The taxpayer-backed lender is to say that a new separately managed bad bank will be established to deal with the legacy of its toxic assets - the least disruptive of three break-up options being looked at for the bailed-out bank.

Chancellor George Osborne ordered a review of the bank after a parliamentary commission recommended the government consider splitting up RBS. Mr Osborne is expected to give his backing to the bad bank plan after being presented last month with the report by Rothschild on the future structure of the lender.

RBS already holds £54 billion ($91 billion) of toxic assets in its existing "non-core" division, but the new bad bank unit could contain as little as £35 billion of legacy assets.

Among the options understood to have been turned down was a more radical breakup that would have involved setting up a new state-backed body into which RBS could have put tens of billions of pounds of its bad assets.

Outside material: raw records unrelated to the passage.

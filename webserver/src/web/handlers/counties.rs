//! County lookup - GET /counties?zip=ZIP or GET /counties?ids=a,b

use axum::extract::{Query, State};
use axum::response::{IntoResponse, Json, Response};
use serde::Deserialize;

use engine::QuoteService;
use shared::{CountyId, ZipCode};

use crate::error::{WebServerError, WebServerResult};
use crate::webserver_impl::WebServer;

#[derive(Debug, Default, Deserialize)]
pub struct CountiesQuery {
    pub zip: Option<String>,
    /// Comma-separated county ids
    pub ids: Option<String>,
}

/// Candidate counties for a ZIP, or display names for a list of ids
pub async fn counties<Q>(
    State(server): State<WebServer<Q>>,
    Query(query): Query<CountiesQuery>,
) -> WebServerResult<Response>
where
    Q: QuoteService + 'static,
{
    if let Some(zip) = query.zip {
        let zip_code = ZipCode::parse(&zip)?;
        let candidates = server.quotes().counties_for_zip(&zip_code).await?;
        return Ok(Json(candidates).into_response());
    }

    if let Some(ids) = query.ids {
        let county_ids: Vec<CountyId> = ids
            .split(',')
            .map(str::trim)
            .filter(|id| !id.is_empty())
            .map(CountyId::from)
            .collect();
        let names = server.quotes().county_names(county_ids).await?;
        return Ok(Json(names).into_response());
    }

    Err(WebServerError::invalid("either the zip or the ids query parameter is required"))
}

The bad bank announcement will come alongside the release of RBS' third-quarter financial results, which are expected to show it made a pre-tax profit of £400 million, reversing a loss in the same period last year of £1.2 billion.

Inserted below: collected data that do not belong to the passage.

//! Shared fixtures and request helpers for webserver tests

#![allow(dead_code)]

use std::net::SocketAddr;

use axum::body::Body;
use axum::http::{Method, Request, StatusCode};
use axum::Router;
use chrono::{NaiveDate, TimeZone, Utc};
use http_body_util::BodyExt;
use serde_json::Value;
use tower::ServiceExt;
use uuid::Uuid;

use engine::services::reference_store::{PlanCounty, ZipCounty};
use engine::services::{
    DirectoryData, DisabledAffordabilityProvider, GroupRecord, InMemoryBatchStore, RealMemberDirectory,
    RealReferenceStore, ReferenceData,
};
use engine::{BatchStore, EngineConfig, QuoteEngine, QuoteService};
use shared::{
    County, CountyId, GroupId, IncomeComponents, Member, MemberId, MemberSnapshot, Plan, PlanId, PricingRow,
    QuoteBatch, RunContext, ZipCode,
};
use webserver::WebServer;

pub const GROUP: &str = "g1";
pub const EMPTY_GROUP: &str = "empty";
pub const FULTON: &str = "13121";
pub const DEKALB: &str = "13089";
/// Fulton only
pub const SINGLE_COUNTY_ZIP: &str = "30301";
/// Fulton and DeKalb
pub const MULTI_COUNTY_ZIP: &str = "30339";

pub fn effective_date() -> NaiveDate {
    NaiveDate::from_ymd_opt(2025, 1, 1).unwrap()
}

pub fn bind_address() -> SocketAddr {
    "127.0.0.1:0".parse().unwrap()
}

/// Builder methods for small reference datasets
pub trait ReferenceDataBuilder: Sized {
    fn with_plan(self, plan: Plan, county_ids: &[&str]) -> Self;
    fn with_price(self, plan_id: &str, age: u32, tobacco: bool, premium: f64) -> Self;
    fn with_zip(self, zip_code: ZipCode, county_id: &str) -> Self;
    fn with_county(self, county_id: &str, name: &str, state_code: &str) -> Self;
    fn into_store(self) -> RealReferenceStore;
}

impl ReferenceDataBuilder for ReferenceData {
    fn with_plan(mut self, plan: Plan, county_ids: &[&str]) -> Self {
        for county_id in county_ids {
            self.plan_counties.push(PlanCounty {
                plan_id: plan.id.clone(),
                county_id: CountyId::from(*county_id),
            });
        }
        self.plans.push(plan);
        self
    }

    fn with_price(mut self, plan_id: &str, age: u32, tobacco: bool, premium: f64) -> Self {
        self.pricing.push(PricingRow {
            plan_id: PlanId::from(plan_id),
            age,
            tobacco,
            premium,
        });
        self
    }

    fn with_zip(mut self, zip_code: ZipCode, county_id: &str) -> Self {
        self.zip_counties.push(ZipCounty {
            zip_code,
            county_id: CountyId::from(county_id),
        });
        self
    }

    fn with_county(mut self, county_id: &str, name: &str, state_code: &str) -> Self {
        self.counties.push(County {
            id: CountyId::from(county_id),
            name: name.to_string(),
            state_code: Some(state_code.to_string()),
        });
        self
    }

    fn into_store(self) -> RealReferenceStore {
        RealReferenceStore::from_data(self)
    }
}

/// Plan record with placeholder display fields
pub fn sample_plan(id: &str, carrier: &str, metal_level: &str, on_market: bool) -> Plan {
    Plan {
        id: PlanId::from(id),
        carrier: carrier.to_string(),
        display_name: format!("{carrier} {metal_level} {id}"),
        plan_type: Some("HMO".to_string()),
        metal_level: metal_level.to_string(),
        on_market,
        network_name: None,
        summary_url: None,
    }
}

/// Three on-market silver plans and one gold plan, priced for age 39.
/// SLCSP is S3 at 310.
pub fn reference_data() -> ReferenceData {
    let counties = [FULTON, DEKALB];
    ReferenceData::default()
        .with_county(FULTON, "Fulton", "GA")
        .with_county(DEKALB, "DeKalb", "GA")
        .with_zip(ZipCode::parse(SINGLE_COUNTY_ZIP).unwrap(), FULTON)
        .with_zip(ZipCode::parse(MULTI_COUNTY_ZIP).unwrap(), FULTON)
        .with_zip(ZipCode::parse(MULTI_COUNTY_ZIP).unwrap(), DEKALB)
        .with_plan(sample_plan("S1", "Acme", "Silver", true), &counties)
        .with_plan(sample_plan("S2", "Beta", "Silver", true), &counties)
        .with_plan(sample_plan("S3", "Gamma", "Silver", true), &counties)
        .with_plan(sample_plan("G1", "Acme", "Gold", true), &counties)
        .with_price("S1", 39, false, 320.0)
        .with_price("S2", 39, false, 305.0)
        .with_price("S3", 39, false, 310.0)
        .with_price("G1", 39, false, 450.0)
}

pub fn member(id: &str, zip: &str) -> Member {
    Member {
        id: MemberId::from(id),
        first_name: format!("First-{id}"),
        last_name: format!("Last-{id}"),
        external_id: None,
        date_of_birth: NaiveDate::from_ymd_opt(1985, 6, 15),
        zip_code: ZipCode::parse(zip).ok().into(),
        tobacco: false,
        county_id: None,
        household_size: 1,
        income: IncomeComponents {
            adjusted_gross_income: 30_000.0,
            ..IncomeComponents::default()
        },
        tax_year: Some(2024),
        state_code: Some("GA".to_string()),
        old_employee_contribution: 0.0,
    }
}

/// m1 resolves to Fulton, m2 needs a county choice
pub fn directory() -> RealMemberDirectory {
    RealMemberDirectory::from_data(DirectoryData {
        groups: vec![
            GroupRecord {
                id: GroupId::from(GROUP),
                name: "Test Group".to_string(),
                members: vec![member("m1", SINGLE_COUNTY_ZIP), member("m2", MULTI_COUNTY_ZIP)],
            },
            GroupRecord {
                id: GroupId::from(EMPTY_GROUP),
                name: "Empty Group".to_string(),
                members: Vec::new(),
            },
        ],
    })
}

pub type TestEngine<B> = QuoteEngine<RealReferenceStore, RealMemberDirectory, B, DisabledAffordabilityProvider>;

pub fn engine_with_store<B: BatchStore + 'static>(store: B) -> TestEngine<B> {
    QuoteEngine::new(
        reference_data().into_store(),
        directory(),
        store,
        DisabledAffordabilityProvider,
        EngineConfig::default().with_max_concurrency(2),
    )
}

pub fn engine() -> TestEngine<InMemoryBatchStore> {
    engine_with_store(InMemoryBatchStore::new())
}

pub fn router<Q: QuoteService + 'static>(quotes: Q) -> Router {
    WebServer::new(bind_address(), quotes).build_router()
}

pub fn snapshot(id: &str) -> MemberSnapshot {
    MemberSnapshot::from(&member(id, SINGLE_COUNTY_ZIP))
}

/// Batch with no entries, created at the given minute past midnight
pub fn empty_batch(group_id: &str, minute: u32) -> QuoteBatch {
    QuoteBatch {
        id: Uuid::new_v4(),
        group_id: GroupId::from(group_id),
        created_at: Utc.with_ymd_and_hms(2025, 1, 1, 0, minute, 0).unwrap(),
        entries: Vec::new(),
        run_context: RunContext {
            member_count: 0,
            effective_date: effective_date(),
            tobacco: None,
            county_override: None,
            county_choices: Default::default(),
        },
    }
}

pub fn county(id: &str) -> CountyId {
    CountyId::from(id)
}

/// Send one request through the router and decode the JSON response
pub async fn send(router: &Router, method: Method, uri: &str, body: Option<Value>) -> (StatusCode, Value) {
    let body = body.map(|value| value.to_string()).unwrap_or_default();
    send_raw(router, method, uri, &body).await
}

pub async fn send_raw(router: &Router, method: Method, uri: &str, body: &str) -> (StatusCode, Value) {
    let request = Request::builder()
        .method(method)
        .uri(uri)
        .header("content-type", "application/json")
        .body(Body::from(body.to_string()))
        .unwrap();

    let response = router.clone().oneshot(request).await.unwrap();
    let status = response.status();
    let bytes = response.into_body().collect().await.unwrap().to_bytes();
    let value = if bytes.is_empty() {
        Value::Null
    } else {
        serde_json::from_slice(&bytes).unwrap()
    };
    (status, value)
}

The return to profit is likely to increase the focus on RBS' inability to pay dividends and the bank is expected to confirm it is in talks to pay back the £1.5-billion so-called Dividend Access Share that prevents it from making payouts to shareholders.

The results will be the first overseen by RBS' new chief executive, Ross McEwan, who took over from Stephen Hester in September. Among the other issues likely to be under the spotlight will be further mis-selling provisions as well as investigations into potential wrongdoing by RBS staff. RBS has already set aside billions of pounds for payment protection insurance and interest rate swap mis-selling, but could announce further charges.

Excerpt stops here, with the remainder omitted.